I also have little doubt that Zuck will eventually find an effective way to monetize WhatsApp and Messenger. They talk about click to messenger ads being a relatively large business already, but those are just Instagram ads by another name; zero value is being extracted right now from user engagement within FB’s messenger apps and significant expense is related to those apps.  They are testing payments solutions in WhatsApp in India, and that could be one method of monetization.
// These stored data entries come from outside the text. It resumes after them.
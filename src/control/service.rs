//! Control application service — the server side of the link.
//!
//! [`ControlService`] owns the credential, the request decoder, the door
//! sequence and the alarm policy.  Like the HMI service it never touches
//! hardware directly: storage, motor, buzzer, link and event sink are
//! injected at each call.
//!
//! ```text
//!   Link (rx) ──▶ ┌──────────────────────────┐ ──▶ Link (tx)
//!                 │      ControlService      │ ──▶ DoorActuator / Buzzer
//! CredentialStore◀│ Decoder · Door · Alarm   │ ──▶ EventSink
//!                 └──────────────────────────┘
//! ```
//!
//! Rules:
//! - `SET_PASSWORD` only creates; an existing credential is never replaced by it.
//! - `CHANGE_PASSWORD` and `OPEN_DOOR` need a successful `SEND_PASSWORD`
//!   as the immediately preceding request.  Any request consumes it.
//! - Non-digit payloads and failed writes are answered `MISMATCHED`.

use log::{debug, error, info, warn};

use crate::app::events::AppEvent;
use crate::app::ports::{Buzzer, CredentialStore, DoorActuator, EventSink};
use crate::config::SystemConfig;
use crate::credential::{Credential, Payload};
use crate::door::{DoorPhase, DoorSequence, MotorCommand};
use crate::error::{LinkError, Result};
use crate::lockout::{LockoutPolicy, MismatchOutcome};
use crate::protocol::transport::{send_all, Link};
use crate::protocol::{DecodeStep, Message, MessageDecoder, Opcode, Verdict};

pub struct ControlService {
    config: SystemConfig,
    credential: Option<Credential>,
    decoder: MessageDecoder,
    /// Last request was a successful verification.
    verified: bool,
    door: DoorSequence,
    alarm: LockoutPolicy,
    /// Ticks spent waiting for the rest of a payload.
    payload_wait: u32,
}

impl ControlService {
    pub fn new(config: SystemConfig) -> Self {
        let door = DoorSequence::new(&config);
        let alarm = LockoutPolicy::new(&config);
        Self {
            config,
            credential: None,
            decoder: MessageDecoder::new(),
            verified: false,
            door,
            alarm,
            payload_wait: 0,
        }
    }

    // ── Lifecycle ─────────────────────────────────────────────

    /// Load the stored credential and park all actuators.
    ///
    /// A storage error is reported and the node starts unprovisioned; the
    /// caller decides whether that is fatal.
    pub fn start(
        &mut self,
        store: &impl CredentialStore,
        hw: &mut (impl DoorActuator + Buzzer),
        sink: &mut impl EventSink,
    ) -> Result<()> {
        hw.set_motor(MotorCommand::Stop);
        hw.set_buzzer(false);

        let loaded = store.read();
        let result = match loaded {
            Ok(cred) => {
                self.credential = cred;
                Ok(())
            }
            Err(e) => {
                error!("Control: credential read failed: {}", e);
                sink.emit(&AppEvent::StorageFault(e));
                Err(e.into())
            }
        };

        let provisioned = self.credential.is_some();
        info!(
            "ControlService started ({})",
            if provisioned { "provisioned" } else { "awaiting SET_PASSWORD" }
        );
        sink.emit(&AppEvent::ControlStarted { provisioned });
        result
    }

    // ── Link input ────────────────────────────────────────────

    /// Handle one byte from the HMI.
    ///
    /// Protocol violations are logged and dropped; only a failing link
    /// write is returned as an error.
    pub fn on_byte<L: Link>(
        &mut self,
        byte: u8,
        link: &mut L,
        store: &mut impl CredentialStore,
        hw: &mut (impl DoorActuator + Buzzer),
        sink: &mut impl EventSink,
    ) -> Result<()> {
        match self.decoder.feed(byte) {
            Err(e) => {
                warn!("Control: {}", e);
                sink.emit(&AppEvent::ProtocolViolation(e));
                Ok(())
            }
            Ok(DecodeStep::Pending) => Ok(()),
            Ok(DecodeStep::NeedReady(op)) => {
                debug!("Control: {} received, ready for payload", op);
                self.payload_wait = 0;
                send_all(link, &[Opcode::ReadyToReceive as u8])?;
                Ok(())
            }
            Ok(DecodeStep::Complete(msg)) => {
                if !msg.opcode().is_request() {
                    warn!("Control: unexpected {} from HMI dropped", msg.opcode());
                    sink.emit(&AppEvent::ProtocolViolation(
                        crate::error::ProtocolError::UnexpectedByte {
                            got: byte,
                            expected: "a request opcode",
                        },
                    ));
                    return Ok(());
                }
                let verdict = self.serve(msg, store, hw, sink);
                sink.emit(&AppEvent::RequestServed {
                    request: msg.opcode(),
                    verdict,
                });
                send_all(
                    link,
                    &[Opcode::SendingStatus as u8, verdict.opcode() as u8],
                )?;
                Ok(())
            }
        }
    }

    // ── Time ──────────────────────────────────────────────────

    /// Advance door, alarm and payload timeout by one tick.
    pub fn on_tick(&mut self, hw: &mut (impl DoorActuator + Buzzer), sink: &mut impl EventSink) {
        if let Some(phase) = self.door.on_tick() {
            info!("Control: door {:?}", phase);
            hw.set_motor(phase.motor_command());
            sink.emit(&AppEvent::DoorPhase(phase));
        }

        if self.alarm.on_tick() {
            hw.set_buzzer(false);
            sink.emit(&AppEvent::AlarmChanged(false));
            sink.emit(&AppEvent::LockoutReleased);
        }

        if let Some(op) = self.decoder.awaiting_payload() {
            self.payload_wait = self.payload_wait.saturating_add(1);
            let budget = self.config.response_timeout_ticks;
            if budget != 0 && self.payload_wait >= budget {
                warn!(
                    "Control: payload for {} not completed after {} ticks, discarded",
                    op, self.payload_wait
                );
                sink.emit(&AppEvent::LinkTimeout {
                    ticks: self.payload_wait,
                });
                self.decoder.reset();
                self.payload_wait = 0;
            }
        }
    }

    /// One foreground iteration: drain received bytes, then replay ticks.
    pub fn poll<L: Link>(
        &mut self,
        ticks: u32,
        link: &mut L,
        store: &mut impl CredentialStore,
        hw: &mut (impl DoorActuator + Buzzer),
        sink: &mut impl EventSink,
    ) -> Result<()> {
        while let Some(byte) = link.read_byte().map_err(|_| LinkError::ReadFailed)? {
            self.on_byte(byte, link, store, hw, sink)?;
        }
        for _ in 0..ticks {
            self.on_tick(hw, sink);
        }
        Ok(())
    }

    // ── Queries ───────────────────────────────────────────────

    pub fn is_provisioned(&self) -> bool {
        self.credential.is_some()
    }

    pub fn door_phase(&self) -> DoorPhase {
        self.door.phase()
    }

    pub fn is_alarm_on(&self) -> bool {
        self.alarm.is_locked()
    }

    /// Compare against the stored credential without touching any state.
    pub fn would_match(&self, payload: &Payload) -> bool {
        self.credential.is_some_and(|c| c.matches(payload))
    }

    // ── Internal ──────────────────────────────────────────────

    fn serve(
        &mut self,
        msg: Message,
        store: &mut impl CredentialStore,
        hw: &mut (impl DoorActuator + Buzzer),
        sink: &mut impl EventSink,
    ) -> Verdict {
        let verified = core::mem::take(&mut self.verified);

        match msg {
            Message::SetPassword(p) => {
                if self.credential.is_some() {
                    warn!("Control: SET_PASSWORD refused, a password already exists");
                    Verdict::Mismatched
                } else {
                    self.store(p, store, sink)
                }
            }
            Message::SendPassword(p) => self.verify(&p, hw, sink),
            Message::ChangePassword(p) => {
                if verified {
                    self.store(p, store, sink)
                } else {
                    warn!("Control: CHANGE_PASSWORD without prior verification");
                    Verdict::Mismatched
                }
            }
            Message::OpenDoor => {
                if !verified {
                    warn!("Control: OPEN_DOOR without prior verification");
                    return Verdict::Mismatched;
                }
                match self.door.start() {
                    Ok(phase) => {
                        info!("Control: door {:?}", phase);
                        hw.set_motor(phase.motor_command());
                        sink.emit(&AppEvent::DoorPhase(phase));
                        Verdict::Matched
                    }
                    Err(busy) => {
                        warn!("Control: door sequence already running ({:?})", busy.0);
                        Verdict::Mismatched
                    }
                }
            }
            // Responses never reach here; see `on_byte`.
            Message::SendingStatus
            | Message::ReadyToReceive
            | Message::PasswordsMatched
            | Message::PasswordsMismatched => Verdict::Mismatched,
        }
    }

    fn verify(
        &mut self,
        payload: &Payload,
        hw: &mut impl Buzzer,
        sink: &mut impl EventSink,
    ) -> Verdict {
        let verdict = Verdict::from(self.would_match(payload));
        match verdict {
            Verdict::Matched => {
                self.verified = true;
                self.alarm.record_match();
            }
            Verdict::Mismatched => {
                let was_locked = self.alarm.is_locked();
                if self.alarm.record_mismatch() == MismatchOutcome::LockedOut && !was_locked {
                    warn!("Control: mismatch threshold reached, alarm on");
                    hw.set_buzzer(true);
                    sink.emit(&AppEvent::AlarmChanged(true));
                    sink.emit(&AppEvent::LockoutEngaged {
                        ticks: self.alarm.remaining_ticks(),
                    });
                }
            }
        }
        verdict
    }

    fn store(
        &mut self,
        payload: Payload,
        store: &mut impl CredentialStore,
        sink: &mut impl EventSink,
    ) -> Verdict {
        let Ok(credential) = Credential::try_from(payload) else {
            warn!("Control: payload is not all digits, not stored");
            return Verdict::Mismatched;
        };
        if let Err(e) = store.write(&credential) {
            error!("Control: credential write failed: {}", e);
            sink.emit(&AppEvent::StorageFault(e));
            return Verdict::Mismatched;
        }
        let replaced = self.credential.replace(credential).is_some();
        info!(
            "Control: password {}",
            if replaced { "changed" } else { "stored" }
        );
        sink.emit(&AppEvent::CredentialStored { replaced });
        Verdict::Matched
    }
}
Or we might see future technologies that allow FB to use WhatsApp data in anonymized ways to better target ads.  Last summer it was reported that FB was recruiting “researchers with backgrounds in privacy-related technologies including homomorphic encryption, secure computation and data anonymizations”, technologies that are aimed at maintaining privacy and “simultaneously expanding the efficiency of Facebook’s market-leading advertising systems.” I doubt they would do this any time soon with the headlines surrounding the company.  This would probably be the last resort if all other options like payments don’t monetize well. 

 

 

I do not hold a position with the issuer such as employment, directorship, or consultancy.
I and/or others I advise hold a material investment in the issuer's securities.

Catalyst

1) If the stock stays at this price, I think we’ll see a levered buyback later this year.  In the last 4 months, FB has been buying back stock at an annual pace of ~$80B.  They have $48B in cash and will likely produce ~$20-30B in operating cash flow this year after elevated capex and Metaverse losses.  Zuckerberg clearly thought $330/share was cheap, so I don’t see how with the questions around capital allocation (Metaverse) he can afford to (or would want to) slow down buybacks now at $220/share.  While he probably doesn’t care about the temporary mark on his personal wealth, I think he does need to care about employee morale and therefore is probably concerned about this sell-off.  I put high odds on this pace of buyback continuing if the stock remains near these levels and I wonder how the narrative on capital allocation might shift if FB retires 10-15% of the float in the next 12 months.

2) Revenue reacceleration through Q3 / Q4.